Menanggapi peringatan si pelayan, gadis kecil itu mendecih tak suka. "Berisik banget, deh, Saliver. Aku sudah bersabar sampai satu minggu, kau tahu? Memangnya sesibuk apa Kakak yang tidak berguna itu sampai aku tidak boleh menemuinya?"

"Bukan begitu, Nona Helena. Kabar-kabarnya, Nona Renata kembali dengan--"

"Aku enggak pengen dengar, enggak mau tahu! Pokoknya aku mau ketemu Kakak hari ini juga!"

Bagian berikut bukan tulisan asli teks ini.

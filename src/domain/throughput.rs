use crate::domain::models::NetCounters;
use crate::domain::power_state::TimestampMs;

#[derive(Debug, Clone, Copy, PartialEq, Eq)]
pub struct CounterSample {
    pub counters: NetCounters,
    pub collected_at: TimestampMs,
}

#[derive(Debug, Clone, PartialEq)]
pub struct ThroughputEstimate {
    pub kbps_in: f64,
    pub kbps_out: f64,
    pub warnings: Vec<ThroughputWarning>,
}

#[derive(Debug, Clone, Copy, PartialEq, Eq)]
pub enum ThroughputWarning {
    ClockNotAdvancing,
    ReceivedCounterReset,
    SentCounterReset,
}

impl ThroughputEstimate {
    pub fn idle() -> Self {
        Self {
            kbps_in: 0.0,
            kbps_out: 0.0,
            warnings: Vec::new(),
        }
    }
}

/// Estimates throughput in kilobits per second between two counter samples.
///
/// A counter that went backwards (reboot or interface reset) yields `0.0` for
/// that direction and a warning instead of a negative rate.
pub fn estimate_throughput(
    previous: Option<&CounterSample>,
    current: &CounterSample,
) -> ThroughputEstimate {
    let Some(previous) = previous else {
        return ThroughputEstimate::idle();
    };

    let elapsed_ms = current.collected_at.0 - previous.collected_at.0;
    if elapsed_ms <= 0 {
        return ThroughputEstimate {
            warnings: vec![ThroughputWarning::ClockNotAdvancing],
            ..ThroughputEstimate::idle()
        };
    }
    let elapsed_secs = elapsed_ms as f64 / 1000.0;

    let mut warnings = Vec::new();

    let kbps_in = match current
        .counters
        .received_bytes
        .checked_sub(previous.counters.received_bytes)
    {
        Some(delta) => kbps(delta, elapsed_secs),
        None => {
            warnings.push(ThroughputWarning::ReceivedCounterReset);
            0.0
        }
    };

    let kbps_out = match current
        .counters
        .sent_bytes
        .checked_sub(previous.counters.sent_bytes)
    {
        Some(delta) => kbps(delta, elapsed_secs),
        None => {
            warnings.push(ThroughputWarning::SentCounterReset);
            0.0
        }
    };

    ThroughputEstimate {
        kbps_in,
        kbps_out,
        warnings,
    }
}

fn kbps(delta_bytes: u64, elapsed_secs: f64) -> f64 {
    delta_bytes as f64 * 8.0 / 1000.0 / elapsed_secs
}

#[cfg(test)]
mod tests {
    use super::{CounterSample, ThroughputWarning, estimate_throughput};
    use crate::domain::models::NetCounters;
    use crate::domain::power_state::TimestampMs;

    fn sample(received_bytes: u64, sent_bytes: u64, at_ms: i64) -> CounterSample {
        CounterSample {
            counters: NetCounters {
                received_bytes,
                sent_bytes,
            },
            collected_at: TimestampMs(at_ms),
        }
    }

    #[test]
    fn returns_zero_without_previous_sample() {
        let result = estimate_throughput(None, &sample(5_000, 1_000, 1_000));

        assert_eq!(result.kbps_in, 0.0);
        assert_eq!(result.kbps_out, 0.0);
        assert!(result.warnings.is_empty());
    }

    #[test]
    fn computes_kbps_from_byte_delta() {
        let previous = sample(1_000, 500, 0);
        let current = sample(2_000, 750, 1_000);

        let result = estimate_throughput(Some(&previous), &current);

        assert!((result.kbps_in - 8.0).abs() < 1e-9);
        assert!((result.kbps_out - 2.0).abs() < 1e-9);
        assert!(result.warnings.is_empty());
    }

    #[test]
    fn scales_by_elapsed_seconds() {
        let previous = sample(0, 0, 10_000);
        let current = sample(250_000, 0, 15_000);

        let result = estimate_throughput(Some(&previous), &current);

        assert!((result.kbps_in - 400.0).abs() < 1e-9);
    }

    #[test]
    fn returns_zero_when_clock_does_not_advance() {
        let previous = sample(1_000, 1_000, 5_000);

        for at_ms in [5_000, 4_000] {
            let result = estimate_throughput(Some(&previous), &sample(9_000, 9_000, at_ms));

            assert_eq!(result.kbps_in, 0.0);
            assert_eq!(result.kbps_out, 0.0);
            assert_eq!(result.warnings, vec![ThroughputWarning::ClockNotAdvancing]);
        }
    }

    #[test]
    fn clamps_counter_reset_to_zero() {
        let previous = sample(900_000, 400, 0);
        let current = sample(1_200, 800, 2_000);

        let result = estimate_throughput(Some(&previous), &current);

        assert_eq!(result.kbps_in, 0.0);
        assert!((result.kbps_out - 1.6).abs() < 1e-9);
        assert_eq!(result.warnings, vec![ThroughputWarning::ReceivedCounterReset]);
    }
}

______________________________

Mengelap keringat di pelipis wajah, Renata tampak segar setelah hampir setengah hari berlatih keras. Pekarangan Wastu sekali lagi dipenuhi lubang bekas Renata melancarkan sihir peledak bersama roh kuasi yang diolahnya.

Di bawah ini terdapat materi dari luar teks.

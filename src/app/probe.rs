use std::thread;
use std::time::Duration;

use crate::adapters::adb::DeviceClient;
use crate::app::config::AppConfig;
use crate::app::error::AppError;
use crate::app::runtime::{SystemClock, build_device_client, check_link, collect_sample};
use crate::domain::inference::{DeviceInference, InferenceInput, infer_device_on};
use crate::domain::models::RawSample;
use crate::domain::power_state::Clock;
use crate::domain::throughput::{CounterSample, ThroughputEstimate, estimate_throughput};

const PROBE_SAMPLE_SPACING: Duration = Duration::from_secs(1);

#[derive(Debug, Clone, PartialEq)]
pub struct ProbeReport {
    pub link_up: bool,
    pub sample: Option<RawSample>,
    pub throughput: ThroughputEstimate,
    pub inference: Option<DeviceInference>,
}

pub(crate) fn probe(config: &AppConfig) -> Result<ProbeReport, AppError> {
    let client = build_device_client(config)?;
    Ok(probe_with(
        &client,
        &SystemClock,
        PROBE_SAMPLE_SPACING,
        config.active_kbps,
    ))
}

fn probe_with<D, C>(client: &D, clock: &C, spacing: Duration, active_kbps: f64) -> ProbeReport
where
    D: DeviceClient,
    C: Clock,
{
    if !check_link(client) {
        return ProbeReport {
            link_up: false,
            sample: None,
            throughput: ThroughputEstimate::idle(),
            inference: None,
        };
    }

    let first = collect_sample(client, clock.now());
    thread::sleep(spacing);
    let second = collect_sample(client, clock.now());

    let throughput = match (first.net_counters, second.net_counters) {
        (Some(before), Some(after)) => estimate_throughput(
            Some(&CounterSample {
                counters: before,
                collected_at: first.collected_at,
            }),
            &CounterSample {
                counters: after,
                collected_at: second.collected_at,
            },
        ),
        _ => ThroughputEstimate::idle(),
    };

    let inference = infer_device_on(
        &InferenceInput {
            power_status: second.power_status,
            display_on: second.display_on,
            media_state: second.media_state,
            kbps_in: throughput.kbps_in,
        },
        active_kbps,
    );

    ProbeReport {
        link_up: true,
        sample: Some(second),
        throughput,
        inference: Some(inference),
    }
}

"Kalau soal transformasi mana ..., sepertinya Nona Renata sudah tamat dalam hal itu. Namun, yah, sepertinya Nona sangat tidak berbakat dalam menyaring berbagai jenis mana yang masuk," jelas Aisha berekspresi kecewa.

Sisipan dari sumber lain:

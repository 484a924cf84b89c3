use std::cell::Cell;
use std::path::PathBuf;

use crate::domain::power_state::{Clock, TimestampMs};

pub struct FakeClock {
    now: Cell<i64>,
}

impl FakeClock {
    pub fn new(start: i64) -> Self {
        Self {
            now: Cell::new(start),
        }
    }

    pub fn advance(&self, millis: i64) {
        self.now.set(self.now.get() + millis);
    }
}

impl Clock for FakeClock {
    fn now(&self) -> TimestampMs {
        TimestampMs(self.now.get())
    }
}

pub fn temp_path(name: &str) -> PathBuf {
    let dir = tempfile::tempdir().expect("tempdir should be created");
    let path = dir.path().join(name);
    std::mem::forget(dir);
    path
}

"Itu benar-benar sulit. Rasanya seperti aku harus memisahkan beras putih yang tercampur aduk dengan beras merah. Belum lagi ada yang terlihat berwarna hijau, ungu, kuning, biru, aku tidak bisa berpikir sampai sejauh itu!" keluh Renata putus asa.

"Itu terlihat berwarna-warni karena jenis mana yang dimiliki roh kuasi memang beragam. Jika Nona tidak bisa menyaring penggunaannya, maka yang akan terjadi hanya ledakan. Itu akan berdampak destruktif daripada Nona memilah mana secara kondisional."

"Mau bagaimana lagi? Aku belum terbiasa, lagi pula ini baru satu minggu sejak aku memulai latihan."

"Diri-kyu juga tidak memaksa Nona. Perkembangan Nona sudah terlihat cukup bagus menurut-kyu. Itu juga sudah cukup sebagai bentuk pertahanan diri," jelas Aisha memaklumi. Berbalik hendak pergi, Aisha kemudian menjauh. "Kita istirahat saja dulu. Latihan selanjutnya akan fokus pada penyaringan mana."

Sesaat setelah Aisha pergi, Renata langsung berbaring lelah di pekarangan. Tanpa alas atau bantalan, Renata yang seorang putri kerajaan berbaring begitu saja tanpa memikirkan statusnya.

"Nona Renata, maaf mengganggu waktu istirahat Anda," ujar seorang pelayan lainnya yang baru saja datang, dialah Lalatina dengan rambut perak yang bersinar.

"Ada apa, Lalatina?" tanya Renata bingung, tetapi punggungnya yang berat tak bisa bangkit dari posisi telentang.

"Meskipun saya sudah coba untuk memperingatinya, Nona Helena tetap memaksa untuk bertemu. Dia--"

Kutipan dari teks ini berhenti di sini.